Phospholipids carried by very low density lipoprotein (VLDL) are hydrolysed in circulation by lipoprotein and hepatic lipases and lecithin-cholesterol acyltransferase. We have previously demonstrated [J.J. Agren, A. Ravandi, A. Kuksis, G. Steiner, Structural and compositional changes in very low density lipoprotein triacylglycerols during basal lipolysis, Eur. J. Biochem. 269 (2002) 6223-6232] that the infusion of Triton WR 1339 (TWR), which inhibits these lipases, leads in 2 h to five-fold increase in VLDL triacylglycerol concentration along with major differences in the composition of their molecular species. The present study demonstrates that the accumulation of triacylglycerols is accompanied by major changes in the content of the VLDL phospholipids, of which the most significant is the enrichment of phosphatidylethanolamine (PtdEtn). This finding coincides with the enrichment in PtdEtn demonstrated in the VLDL of a hepatocytic Golgi fraction but it had not been demonstrated that the Golgi VLDL, along with its unusual phospholipid composition, can be directly transferred to plasma. Aside from providing an easy access to nascent plasma VLDL, the TWR infusion demonstrates that lipoprotein and hepatic lipases are also responsible for the degradation of plasma VLDL PtdEtn, as independently demonstrated for plasma phosphatidylcholine.

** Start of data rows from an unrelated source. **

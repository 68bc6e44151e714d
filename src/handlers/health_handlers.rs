//! Health & readiness handlers.
//!
//! - GET /healthz  -> simple liveness ("ok")
//! - GET /readyz   -> readiness that checks scratch disk I/O and the frame extractor

use axum::{Json, extract::State, http::StatusCode, response::IntoResponse};
use serde::Serialize;
use std::collections::HashMap;
use tokio::fs;
use uuid::Uuid;

use crate::state::AppState;

/// `GET /healthz`
///
/// Liveness probe. Never performs I/O.
pub async fn healthz() -> impl IntoResponse {
    (
        StatusCode::OK,
        Json(HealthResponse {
            status: "ok".into(),
        }),
    )
}

/// `GET /readyz`
///
/// Readiness probe that:
/// 1. Writes, reads back and deletes a file under the scratch root.
/// 2. Probes the frame extractor.
///
/// Returns JSON describing each check. HTTP 200 when all checks pass,
/// HTTP 503 when any check fails.
pub async fn readyz(State(state): State<AppState>) -> impl IntoResponse {
    let scratch_root = state.thumbnails.scratch_root();
    let disk_check = match fs::create_dir_all(scratch_root).await {
        Ok(()) => {
            let tmp_path = scratch_root.join(format!(".readyz-{}", Uuid::new_v4()));
            match fs::write(&tmp_path, b"readyz").await {
                Ok(()) => {
                    let read_back = fs::read(&tmp_path).await;
                    let _ = fs::remove_file(&tmp_path).await;
                    match read_back {
                        Ok(bytes) if bytes == b"readyz" => (true, None::<String>),
                        Ok(_) => (false, Some("file content mismatch".to_string())),
                        Err(e) => (false, Some(format!("could not read tmp file: {}", e))),
                    }
                }
                Err(e) => (false, Some(format!("could not write tmp file: {}", e))),
            }
        }
        Err(e) => (false, Some(format!("could not create scratch root: {}", e))),
    };

    let extractor_check = match state.thumbnails.extractor().probe().await {
        Ok(()) => (true, None),
        Err(e) => (false, Some(e.to_string())),
    };

    let overall_ok = disk_check.0 && extractor_check.0;

    let mut checks = HashMap::new();
    checks.insert(
        "scratch",
        CheckStatus {
            ok: disk_check.0,
            error: disk_check.1,
        },
    );
    checks.insert(
        "extractor",
        CheckStatus {
            ok: extractor_check.0,
            error: extractor_check.1,
        },
    );

    let body = ReadyResponse {
        status: if overall_ok {
            "ok".into()
        } else {
            "error".into()
        },
        checks,
    };

    let status = if overall_ok {
        StatusCode::OK
    } else {
        StatusCode::SERVICE_UNAVAILABLE
    };
    (status, Json(body))
}

#[derive(Serialize)]
struct HealthResponse {
    status: String,
}

#[derive(Serialize)]
struct ReadyResponse {
    status: String,
    checks: HashMap<&'static str, CheckStatus>,
}

#[derive(Serialize)]
struct CheckStatus {
    ok: bool,
    error: Option<String>,
}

Our results indicate also, with the exception of lysophosphatidylcholine, that preferential basal hydrolysis no dot lead to major differences in molecular species composition between circulating and newly secreted VLDL phospholipids. The comparison of the molecular species composition of VLDL and liver phospholipids suggests a selective secretion of PtdEtn and sphingomyelin molecular species during VLDL secretion.

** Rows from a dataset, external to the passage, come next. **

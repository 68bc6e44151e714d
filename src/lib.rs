//! Secret-gated video gallery served from a cloud bucket.
//!
//! Objects laid out as `Category/Gallery/File` are scanned into a cached
//! catalog, rendered as HTML pages and a JSON feed, and maintained through
//! an admin surface that extracts thumbnails with ffmpeg or pulls movie
//! posters from TMDb.

pub mod commands;
pub mod config;
pub mod errors;
pub mod handlers;
pub mod models;
pub mod routes;
pub mod services;
pub mod state;
pub mod templates;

Structural and compositional changes in very low density lipoprotein triacylglycerols during basal lipolysis.

Triacylglycerols secreted by liver and carried by very low density lipoprotein (VLDL) are hydrolysed in circulation by lipoprotein and hepatic lipases. These enzymes have been shown to have positional and fatty acid specificity in vitro. If there were specificity in basal lipolysis in vivo, triacylglycerol compositions of circulating and newly secreted VLDL would be different. To study this we compared the composition of normal fasting VLDL triacylglycerol of Wistar rats to that obtained after blocking lipolysis by Triton WR1339, which increased plasma VLDL triacylglycerol concentration about 4.7-fold in 2 h. Analyses of molecular species of sn-1,2- and sn-2,3-diacylglycerol moieties and stereospecific triacylglycerol analysis revealed major differences between the groups in the VLDL triacylglycerol composition. In nontreated rats, the proportion of 16:0 was higher and that of 18:2n-6 lower in the sn-1 position. The proportion of 14:0 was lower in all positions and that of 18:0 was lower in the sn-1 and sn-3 positions in nontreated rats whereas the proportions of 20:4n-6, 20:5n-3, 22:5n-3 and 22:6n-3 were higher in the sn-1 and lower in the sn-2 position. These results suggest that the fatty acid of the sn-1 position is the most decisive factor in determining the sensitivity for hydrolysis of the triacylglycerol. In addition, triacylglycerol species with highly unsaturated fatty acids in the sn-2 position also favoured hydrolysis. The in vivo substrate specificity followed only partly that obtained in in vitro studies indicating that the nature of molecular association of fatty acids in natural triacylglycerol affects its susceptibility to lipolysis. To conclude, our results indicate that preferential basal lipolysis leads to major structural differences between circulating and newly secreted VLDL triacylglycerol. These differences extend beyond those anticipated from analysis of total fatty acids and constitute a previously unrecognized feature of VLDL triacylglycerol metabolism.